● Exercise: The answer is a single number: the count of lines below in which the word "false" appears.

** Opening Exercise data block **

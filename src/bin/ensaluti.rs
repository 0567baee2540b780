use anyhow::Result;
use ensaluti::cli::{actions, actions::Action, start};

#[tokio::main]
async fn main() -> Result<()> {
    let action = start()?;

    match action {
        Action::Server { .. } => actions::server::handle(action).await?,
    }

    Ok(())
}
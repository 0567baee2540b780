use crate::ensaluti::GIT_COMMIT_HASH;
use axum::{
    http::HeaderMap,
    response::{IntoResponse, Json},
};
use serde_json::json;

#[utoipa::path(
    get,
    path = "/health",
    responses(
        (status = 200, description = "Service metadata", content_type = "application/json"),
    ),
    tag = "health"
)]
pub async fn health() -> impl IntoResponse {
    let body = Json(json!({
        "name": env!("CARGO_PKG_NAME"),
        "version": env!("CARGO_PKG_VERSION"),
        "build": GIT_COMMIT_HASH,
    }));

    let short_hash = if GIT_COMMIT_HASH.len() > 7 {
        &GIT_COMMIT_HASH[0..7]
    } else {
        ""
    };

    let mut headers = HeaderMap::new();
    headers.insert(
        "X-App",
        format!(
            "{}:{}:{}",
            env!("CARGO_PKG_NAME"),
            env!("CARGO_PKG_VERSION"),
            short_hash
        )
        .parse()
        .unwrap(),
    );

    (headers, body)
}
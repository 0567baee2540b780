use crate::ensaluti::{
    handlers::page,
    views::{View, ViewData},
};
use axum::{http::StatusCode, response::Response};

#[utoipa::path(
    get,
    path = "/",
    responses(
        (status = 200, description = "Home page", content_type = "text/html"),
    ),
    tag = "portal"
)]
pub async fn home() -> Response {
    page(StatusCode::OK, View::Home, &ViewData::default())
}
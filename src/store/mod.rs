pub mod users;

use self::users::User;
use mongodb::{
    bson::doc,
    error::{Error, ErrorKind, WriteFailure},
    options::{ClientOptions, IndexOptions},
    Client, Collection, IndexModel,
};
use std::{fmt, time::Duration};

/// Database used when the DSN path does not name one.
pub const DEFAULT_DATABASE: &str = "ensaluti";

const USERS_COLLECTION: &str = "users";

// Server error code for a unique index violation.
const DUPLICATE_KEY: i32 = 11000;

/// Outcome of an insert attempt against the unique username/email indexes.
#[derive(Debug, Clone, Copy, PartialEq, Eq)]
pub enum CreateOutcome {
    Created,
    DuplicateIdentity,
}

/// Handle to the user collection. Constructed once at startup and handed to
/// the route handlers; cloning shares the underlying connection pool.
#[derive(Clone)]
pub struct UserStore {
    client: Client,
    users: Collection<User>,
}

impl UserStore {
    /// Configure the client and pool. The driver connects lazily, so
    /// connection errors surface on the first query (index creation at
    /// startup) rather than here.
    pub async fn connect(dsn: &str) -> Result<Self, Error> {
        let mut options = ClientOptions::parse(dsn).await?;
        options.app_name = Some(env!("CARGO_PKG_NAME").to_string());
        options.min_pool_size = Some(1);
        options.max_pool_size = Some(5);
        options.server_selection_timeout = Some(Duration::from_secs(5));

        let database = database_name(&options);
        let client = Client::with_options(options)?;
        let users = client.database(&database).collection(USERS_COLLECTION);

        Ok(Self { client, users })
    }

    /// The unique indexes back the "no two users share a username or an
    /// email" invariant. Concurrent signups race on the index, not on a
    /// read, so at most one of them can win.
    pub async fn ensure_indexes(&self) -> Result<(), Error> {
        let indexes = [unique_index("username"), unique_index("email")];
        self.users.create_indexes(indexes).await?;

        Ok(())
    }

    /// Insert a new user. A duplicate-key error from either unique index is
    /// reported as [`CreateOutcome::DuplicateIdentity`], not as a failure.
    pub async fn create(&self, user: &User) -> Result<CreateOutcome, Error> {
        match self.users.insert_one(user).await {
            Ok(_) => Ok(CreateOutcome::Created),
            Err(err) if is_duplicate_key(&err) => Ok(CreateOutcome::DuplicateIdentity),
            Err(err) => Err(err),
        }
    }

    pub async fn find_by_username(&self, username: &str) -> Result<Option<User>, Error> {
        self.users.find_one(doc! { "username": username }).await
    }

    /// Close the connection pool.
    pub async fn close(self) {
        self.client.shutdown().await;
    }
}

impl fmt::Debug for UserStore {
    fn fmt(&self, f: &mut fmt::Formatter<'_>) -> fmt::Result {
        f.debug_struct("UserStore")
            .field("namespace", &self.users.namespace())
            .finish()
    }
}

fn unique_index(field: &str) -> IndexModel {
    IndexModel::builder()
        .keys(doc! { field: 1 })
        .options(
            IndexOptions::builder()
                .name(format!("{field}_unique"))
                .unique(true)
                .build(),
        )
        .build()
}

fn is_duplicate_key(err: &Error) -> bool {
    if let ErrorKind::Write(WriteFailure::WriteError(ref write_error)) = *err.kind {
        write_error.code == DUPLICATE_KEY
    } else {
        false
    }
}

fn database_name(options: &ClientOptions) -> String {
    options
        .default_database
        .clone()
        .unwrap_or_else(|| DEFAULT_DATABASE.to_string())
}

** Closing Exercise data block **
** Opening Exercise data block **

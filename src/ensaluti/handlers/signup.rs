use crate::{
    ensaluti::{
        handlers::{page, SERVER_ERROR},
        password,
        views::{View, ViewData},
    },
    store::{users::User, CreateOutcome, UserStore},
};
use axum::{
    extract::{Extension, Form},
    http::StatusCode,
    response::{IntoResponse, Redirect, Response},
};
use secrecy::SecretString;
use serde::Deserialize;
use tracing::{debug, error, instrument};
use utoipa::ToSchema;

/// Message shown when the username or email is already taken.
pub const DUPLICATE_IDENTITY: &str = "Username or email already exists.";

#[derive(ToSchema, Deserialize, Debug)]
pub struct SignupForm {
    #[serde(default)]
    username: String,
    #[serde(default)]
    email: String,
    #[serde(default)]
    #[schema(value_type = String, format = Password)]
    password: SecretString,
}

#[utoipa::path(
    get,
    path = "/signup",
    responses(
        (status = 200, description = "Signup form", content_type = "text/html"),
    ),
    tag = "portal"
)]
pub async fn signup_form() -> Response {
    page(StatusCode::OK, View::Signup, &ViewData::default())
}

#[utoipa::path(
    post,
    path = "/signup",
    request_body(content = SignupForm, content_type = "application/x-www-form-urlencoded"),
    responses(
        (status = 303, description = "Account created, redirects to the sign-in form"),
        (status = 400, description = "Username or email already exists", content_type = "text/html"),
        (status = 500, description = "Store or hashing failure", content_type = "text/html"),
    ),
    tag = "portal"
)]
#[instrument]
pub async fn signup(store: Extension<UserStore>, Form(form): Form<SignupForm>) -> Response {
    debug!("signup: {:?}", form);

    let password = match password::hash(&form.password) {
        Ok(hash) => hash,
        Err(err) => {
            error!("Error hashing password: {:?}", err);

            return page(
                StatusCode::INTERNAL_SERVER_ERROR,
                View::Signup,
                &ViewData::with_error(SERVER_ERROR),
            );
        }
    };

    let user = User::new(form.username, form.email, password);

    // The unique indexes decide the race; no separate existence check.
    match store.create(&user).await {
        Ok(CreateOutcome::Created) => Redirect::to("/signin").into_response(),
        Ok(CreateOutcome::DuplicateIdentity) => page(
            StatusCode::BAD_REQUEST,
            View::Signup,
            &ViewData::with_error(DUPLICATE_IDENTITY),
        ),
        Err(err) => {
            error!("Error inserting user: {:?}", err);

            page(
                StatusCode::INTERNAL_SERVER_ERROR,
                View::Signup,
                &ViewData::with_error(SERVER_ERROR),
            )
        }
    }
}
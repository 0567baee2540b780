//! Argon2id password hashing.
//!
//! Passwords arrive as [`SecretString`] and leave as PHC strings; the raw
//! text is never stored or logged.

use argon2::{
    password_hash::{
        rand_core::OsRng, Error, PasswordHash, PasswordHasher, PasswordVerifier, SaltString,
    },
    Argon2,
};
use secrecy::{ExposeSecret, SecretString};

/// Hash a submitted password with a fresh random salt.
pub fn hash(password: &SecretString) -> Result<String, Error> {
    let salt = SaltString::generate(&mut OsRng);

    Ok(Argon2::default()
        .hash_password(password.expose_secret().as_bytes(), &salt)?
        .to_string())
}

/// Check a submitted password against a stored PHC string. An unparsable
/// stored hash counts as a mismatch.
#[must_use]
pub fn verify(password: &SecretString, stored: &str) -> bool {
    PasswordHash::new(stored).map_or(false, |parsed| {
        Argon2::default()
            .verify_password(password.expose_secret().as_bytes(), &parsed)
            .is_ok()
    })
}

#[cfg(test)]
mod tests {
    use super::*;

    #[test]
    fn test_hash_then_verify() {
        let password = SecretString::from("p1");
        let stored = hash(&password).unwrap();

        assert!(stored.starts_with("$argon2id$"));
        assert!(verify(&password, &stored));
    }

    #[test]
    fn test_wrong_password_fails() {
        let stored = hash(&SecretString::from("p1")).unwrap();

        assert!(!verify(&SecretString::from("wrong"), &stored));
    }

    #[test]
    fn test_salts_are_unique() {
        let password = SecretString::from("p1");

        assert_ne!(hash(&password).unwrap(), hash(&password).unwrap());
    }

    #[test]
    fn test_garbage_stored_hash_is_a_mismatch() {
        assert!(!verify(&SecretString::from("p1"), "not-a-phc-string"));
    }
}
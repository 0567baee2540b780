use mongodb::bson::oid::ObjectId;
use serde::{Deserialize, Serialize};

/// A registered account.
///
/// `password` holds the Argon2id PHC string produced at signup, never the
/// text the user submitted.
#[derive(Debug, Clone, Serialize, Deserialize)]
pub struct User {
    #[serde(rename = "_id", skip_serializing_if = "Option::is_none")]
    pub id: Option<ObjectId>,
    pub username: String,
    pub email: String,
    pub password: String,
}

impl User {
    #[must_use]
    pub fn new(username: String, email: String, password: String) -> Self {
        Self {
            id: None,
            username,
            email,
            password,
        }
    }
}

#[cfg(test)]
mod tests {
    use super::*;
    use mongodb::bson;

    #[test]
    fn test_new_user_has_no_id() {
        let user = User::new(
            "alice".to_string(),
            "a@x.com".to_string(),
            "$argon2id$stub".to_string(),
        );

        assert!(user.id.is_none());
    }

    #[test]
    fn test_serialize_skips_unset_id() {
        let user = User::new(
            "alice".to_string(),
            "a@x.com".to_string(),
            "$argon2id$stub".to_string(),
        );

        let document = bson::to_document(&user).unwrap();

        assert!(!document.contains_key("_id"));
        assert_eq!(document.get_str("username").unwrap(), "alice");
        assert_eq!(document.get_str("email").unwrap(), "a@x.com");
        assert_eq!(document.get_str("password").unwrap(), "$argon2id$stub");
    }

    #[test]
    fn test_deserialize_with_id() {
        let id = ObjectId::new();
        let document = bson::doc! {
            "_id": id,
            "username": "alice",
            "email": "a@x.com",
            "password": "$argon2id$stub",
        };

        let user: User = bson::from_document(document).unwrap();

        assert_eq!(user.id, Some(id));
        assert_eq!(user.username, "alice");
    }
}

** Closing Exercise data block **
** Opening Exercise data block **

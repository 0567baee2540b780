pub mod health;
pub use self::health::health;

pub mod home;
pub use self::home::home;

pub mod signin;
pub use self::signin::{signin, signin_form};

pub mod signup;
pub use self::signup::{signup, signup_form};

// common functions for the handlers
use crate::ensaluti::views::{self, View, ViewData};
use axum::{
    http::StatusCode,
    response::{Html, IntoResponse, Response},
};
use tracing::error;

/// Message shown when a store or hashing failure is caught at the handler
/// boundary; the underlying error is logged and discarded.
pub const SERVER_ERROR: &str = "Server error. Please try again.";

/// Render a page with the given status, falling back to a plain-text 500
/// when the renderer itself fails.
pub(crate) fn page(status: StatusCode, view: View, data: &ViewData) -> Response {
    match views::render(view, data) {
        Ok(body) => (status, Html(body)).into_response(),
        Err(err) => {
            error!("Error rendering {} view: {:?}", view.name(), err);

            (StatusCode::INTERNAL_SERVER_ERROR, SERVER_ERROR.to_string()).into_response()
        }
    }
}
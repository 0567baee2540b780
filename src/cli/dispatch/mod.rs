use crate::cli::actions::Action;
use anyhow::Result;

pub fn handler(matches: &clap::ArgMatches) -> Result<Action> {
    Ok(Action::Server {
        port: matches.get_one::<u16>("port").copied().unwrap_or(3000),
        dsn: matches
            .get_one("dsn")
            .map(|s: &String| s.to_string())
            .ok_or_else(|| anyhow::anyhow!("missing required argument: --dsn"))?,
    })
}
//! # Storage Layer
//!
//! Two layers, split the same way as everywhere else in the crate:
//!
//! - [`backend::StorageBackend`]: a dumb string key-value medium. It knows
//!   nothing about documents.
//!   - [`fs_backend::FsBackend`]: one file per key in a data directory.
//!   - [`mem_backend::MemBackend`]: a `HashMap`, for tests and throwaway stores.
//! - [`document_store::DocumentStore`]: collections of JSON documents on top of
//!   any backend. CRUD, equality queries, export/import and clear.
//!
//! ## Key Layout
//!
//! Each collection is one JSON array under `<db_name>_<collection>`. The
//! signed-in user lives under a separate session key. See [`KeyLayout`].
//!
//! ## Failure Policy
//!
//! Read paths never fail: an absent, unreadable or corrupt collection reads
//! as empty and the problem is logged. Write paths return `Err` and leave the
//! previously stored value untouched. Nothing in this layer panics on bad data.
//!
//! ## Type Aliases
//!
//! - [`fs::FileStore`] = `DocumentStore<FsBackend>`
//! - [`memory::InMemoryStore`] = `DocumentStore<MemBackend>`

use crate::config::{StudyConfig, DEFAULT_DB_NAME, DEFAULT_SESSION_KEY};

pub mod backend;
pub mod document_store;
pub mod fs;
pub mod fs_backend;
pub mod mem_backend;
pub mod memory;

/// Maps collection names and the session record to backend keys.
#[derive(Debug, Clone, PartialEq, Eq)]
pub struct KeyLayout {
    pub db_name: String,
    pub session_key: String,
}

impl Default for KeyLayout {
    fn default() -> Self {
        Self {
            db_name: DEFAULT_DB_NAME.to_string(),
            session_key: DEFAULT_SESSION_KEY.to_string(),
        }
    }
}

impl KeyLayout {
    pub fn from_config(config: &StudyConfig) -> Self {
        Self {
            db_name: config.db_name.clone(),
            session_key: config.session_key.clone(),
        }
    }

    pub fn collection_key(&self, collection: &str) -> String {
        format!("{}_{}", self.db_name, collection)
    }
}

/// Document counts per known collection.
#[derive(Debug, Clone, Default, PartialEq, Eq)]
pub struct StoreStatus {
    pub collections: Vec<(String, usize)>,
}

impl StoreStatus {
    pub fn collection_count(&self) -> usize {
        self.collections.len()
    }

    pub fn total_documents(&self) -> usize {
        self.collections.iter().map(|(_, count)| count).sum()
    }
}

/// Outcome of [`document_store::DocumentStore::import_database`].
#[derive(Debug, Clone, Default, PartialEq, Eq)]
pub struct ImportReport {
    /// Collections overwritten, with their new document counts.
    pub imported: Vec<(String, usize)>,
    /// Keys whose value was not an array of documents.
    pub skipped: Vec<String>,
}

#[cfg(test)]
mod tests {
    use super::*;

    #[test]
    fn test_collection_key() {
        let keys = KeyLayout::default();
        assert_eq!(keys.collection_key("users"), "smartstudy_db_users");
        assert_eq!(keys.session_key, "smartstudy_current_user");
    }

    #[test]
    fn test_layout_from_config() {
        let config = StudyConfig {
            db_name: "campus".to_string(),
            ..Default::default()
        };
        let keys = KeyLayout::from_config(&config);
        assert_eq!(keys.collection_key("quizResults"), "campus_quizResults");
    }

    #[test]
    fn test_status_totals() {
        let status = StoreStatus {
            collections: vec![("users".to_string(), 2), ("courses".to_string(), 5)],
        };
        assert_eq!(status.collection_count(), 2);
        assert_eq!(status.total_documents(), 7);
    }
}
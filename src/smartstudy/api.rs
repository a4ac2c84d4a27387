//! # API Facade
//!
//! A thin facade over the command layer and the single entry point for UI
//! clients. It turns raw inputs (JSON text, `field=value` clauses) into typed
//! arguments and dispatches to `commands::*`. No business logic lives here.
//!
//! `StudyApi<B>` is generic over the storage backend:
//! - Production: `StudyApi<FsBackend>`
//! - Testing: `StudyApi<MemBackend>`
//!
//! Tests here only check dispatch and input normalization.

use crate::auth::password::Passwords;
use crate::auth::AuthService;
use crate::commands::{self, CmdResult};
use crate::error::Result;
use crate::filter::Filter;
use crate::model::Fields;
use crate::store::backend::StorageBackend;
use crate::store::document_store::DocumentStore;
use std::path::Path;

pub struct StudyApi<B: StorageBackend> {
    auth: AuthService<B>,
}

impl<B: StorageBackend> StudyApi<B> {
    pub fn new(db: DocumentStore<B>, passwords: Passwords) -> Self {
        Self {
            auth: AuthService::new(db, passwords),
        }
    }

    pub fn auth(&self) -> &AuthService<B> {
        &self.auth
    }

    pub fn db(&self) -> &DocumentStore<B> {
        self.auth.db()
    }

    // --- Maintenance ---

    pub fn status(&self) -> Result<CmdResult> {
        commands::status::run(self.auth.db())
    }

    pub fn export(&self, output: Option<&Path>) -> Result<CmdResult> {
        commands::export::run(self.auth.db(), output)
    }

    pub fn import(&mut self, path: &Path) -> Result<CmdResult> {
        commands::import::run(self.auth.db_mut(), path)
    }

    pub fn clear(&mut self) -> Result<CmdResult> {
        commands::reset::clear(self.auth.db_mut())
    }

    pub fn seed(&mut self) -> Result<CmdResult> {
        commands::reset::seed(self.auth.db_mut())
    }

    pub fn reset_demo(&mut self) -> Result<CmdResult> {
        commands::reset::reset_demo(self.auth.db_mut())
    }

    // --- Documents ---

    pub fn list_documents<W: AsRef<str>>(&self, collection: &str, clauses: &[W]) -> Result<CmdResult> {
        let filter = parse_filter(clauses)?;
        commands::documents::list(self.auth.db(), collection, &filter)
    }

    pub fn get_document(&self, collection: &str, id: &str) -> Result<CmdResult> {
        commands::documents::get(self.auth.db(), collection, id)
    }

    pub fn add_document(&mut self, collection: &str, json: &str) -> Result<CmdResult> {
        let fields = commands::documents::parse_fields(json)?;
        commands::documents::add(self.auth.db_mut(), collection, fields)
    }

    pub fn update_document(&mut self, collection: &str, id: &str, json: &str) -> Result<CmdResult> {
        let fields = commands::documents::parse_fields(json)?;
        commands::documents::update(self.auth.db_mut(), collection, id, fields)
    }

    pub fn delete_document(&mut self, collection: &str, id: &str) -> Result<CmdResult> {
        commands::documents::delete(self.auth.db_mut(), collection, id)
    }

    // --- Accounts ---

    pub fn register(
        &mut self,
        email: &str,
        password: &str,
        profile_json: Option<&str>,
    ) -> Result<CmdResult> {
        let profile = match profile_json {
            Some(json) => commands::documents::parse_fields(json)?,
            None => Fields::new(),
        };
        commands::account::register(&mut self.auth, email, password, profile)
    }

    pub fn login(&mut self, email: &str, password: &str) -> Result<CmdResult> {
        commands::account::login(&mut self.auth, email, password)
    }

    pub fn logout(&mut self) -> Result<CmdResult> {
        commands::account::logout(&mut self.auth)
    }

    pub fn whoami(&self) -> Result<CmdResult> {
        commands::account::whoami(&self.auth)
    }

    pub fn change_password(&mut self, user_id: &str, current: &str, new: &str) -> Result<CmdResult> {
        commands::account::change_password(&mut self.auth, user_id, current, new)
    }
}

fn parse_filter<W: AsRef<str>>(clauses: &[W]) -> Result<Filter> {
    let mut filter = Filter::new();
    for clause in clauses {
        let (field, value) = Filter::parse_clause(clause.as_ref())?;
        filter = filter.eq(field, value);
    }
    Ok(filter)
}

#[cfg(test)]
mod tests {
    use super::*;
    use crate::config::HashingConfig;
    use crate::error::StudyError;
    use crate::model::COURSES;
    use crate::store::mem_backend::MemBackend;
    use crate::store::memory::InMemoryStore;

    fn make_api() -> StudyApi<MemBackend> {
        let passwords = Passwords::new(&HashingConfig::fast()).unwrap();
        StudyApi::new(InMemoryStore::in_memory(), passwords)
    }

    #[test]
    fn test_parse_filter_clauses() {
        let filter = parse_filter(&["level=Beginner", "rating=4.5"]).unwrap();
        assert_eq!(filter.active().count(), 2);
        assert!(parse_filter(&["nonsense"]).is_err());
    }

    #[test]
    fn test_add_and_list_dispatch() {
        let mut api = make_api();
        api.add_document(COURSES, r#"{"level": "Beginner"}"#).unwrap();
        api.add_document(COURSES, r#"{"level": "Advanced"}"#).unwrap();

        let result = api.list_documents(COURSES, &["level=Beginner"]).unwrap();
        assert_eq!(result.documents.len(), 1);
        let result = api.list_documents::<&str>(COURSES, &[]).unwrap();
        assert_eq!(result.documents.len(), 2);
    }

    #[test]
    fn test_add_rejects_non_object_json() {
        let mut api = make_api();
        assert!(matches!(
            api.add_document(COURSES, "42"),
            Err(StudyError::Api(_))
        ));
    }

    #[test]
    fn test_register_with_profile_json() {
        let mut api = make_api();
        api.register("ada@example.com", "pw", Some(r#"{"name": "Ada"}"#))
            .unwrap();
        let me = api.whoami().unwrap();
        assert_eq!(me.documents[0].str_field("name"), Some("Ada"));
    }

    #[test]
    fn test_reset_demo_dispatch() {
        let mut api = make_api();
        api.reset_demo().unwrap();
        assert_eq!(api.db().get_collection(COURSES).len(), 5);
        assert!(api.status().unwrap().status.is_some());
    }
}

** Closing Exercise data block **

● Finished task: 2